Figure 5: Tsr1 excludes binding of eIF5B and Rio1.

(a) The Tsr1 structure was fitted into aligned, previously published cryo-EM maps of pre-40S particles derived from wild-type (transparent magenta, EMD1926) and Tsr1-depleted (opaque white, EMD1927) yeast cells. The particle is viewed from the mRNA-binding surface (left) and a 90° rotation (right) to show the positioning of Tsr1 with respect to the 60S interaction surface. Tsr1 is shown with the front view rotated ∼180° in the plane of the page with respect to Fig. 1c. Inset figures indicate the electrostatic surface of Tsr1 when fitted into the particle. (b) A 40S structure from a mammalian pre-initiation complex, including eIF5B (PDBID 4UJD), was fitted to EMD1926. Proteins, rRNA and tRNA from the pre-initiation complex are hidden, with the exception of eIF5B, for the sake of clarity. The orientations are as in a. The face of the 40S that interacts with the 60S is indicated with a bracket. (c) Side view of Tsr1 fitted to cryo-EM particles with 40S subunit from yeast fitted into the map (PDBID 4V8Y). Bases previously identified as Rio1 crosslinking sites by CRAC are coloured green and shown as space-fill. (d) Overview of the arrangement of Rio1 (green), Tsr1 (purple) and common (black) CRAC sites. (e) Tsr1 binding is mutually exclusive with binding of eIF5b and Rio1, and with 60S subunit joining. We speculate that negative charges on the surface of Tsr1 prevent premature 60S joining. Displacement of Tsr1, along with other early and intermediate pre-40S assembly factors (Rio2, Ltv1, Enp1 and Dim1), is required for late pre-40S maturation.

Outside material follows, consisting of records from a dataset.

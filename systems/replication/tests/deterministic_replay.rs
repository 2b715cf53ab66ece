use torus_walk_core::{GridSize, MoveProbabilities, ObstacleMode, SeedSequence, SeedSource, StepBudget};
use torus_walk_system_obstacles::ObstacleGenerator;
use torus_walk_system_replication::Replication;
use torus_walk_world::{query, Simulation, SimulationParams, SimulationSnapshot};

#[test]
fn deterministic_replay_produces_identical_state() {
    let first = replay(0x5eed);
    let second = replay(0x5eed);

    assert_eq!(first, second, "replay diverged between runs");
    assert_eq!(first.replications_done, 12);
}

#[test]
fn different_seeds_produce_different_sums() {
    let first = replay(1);
    let second = replay(2);

    assert_ne!(first.steps_sum, second.steps_sum);
}

fn replay(seed: u64) -> SimulationSnapshot {
    let mut seeds = SeedSequence::new(seed);
    let params = SimulationParams {
        grid: GridSize::new(6, 7).expect("grid"),
        probabilities: MoveProbabilities::new(0.3, 0.2, 0.25, 0.25),
        step_budget: StepBudget::new(15).expect("budget"),
        result_path: None,
    };
    let layout = ObstacleGenerator::default()
        .generate(params.grid, ObstacleMode::Enabled, 0.2, seeds.next_seed())
        .expect("layout");
    let mut simulation = Simulation::new(params, layout.field).expect("simulation");

    let replication = Replication::default();
    for additional in [5, 4, 3] {
        let _ = replication
            .run(&mut simulation, additional, seeds.next_seed())
            .expect("run");
    }

    query::snapshot(&simulation)
}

Following removal of Tsr1, eIF5B-binding promotes GTP-dependent 60S subunit association, while Rio1 is predicted to promote ATP-dependent association. In both cases, formation of these 80S-like particles may constitute a quality control step, verifying that the pre-40S particle is close to the mature structure, before final 3′ processing of the 18S rRNA by the endonuclease Nob1.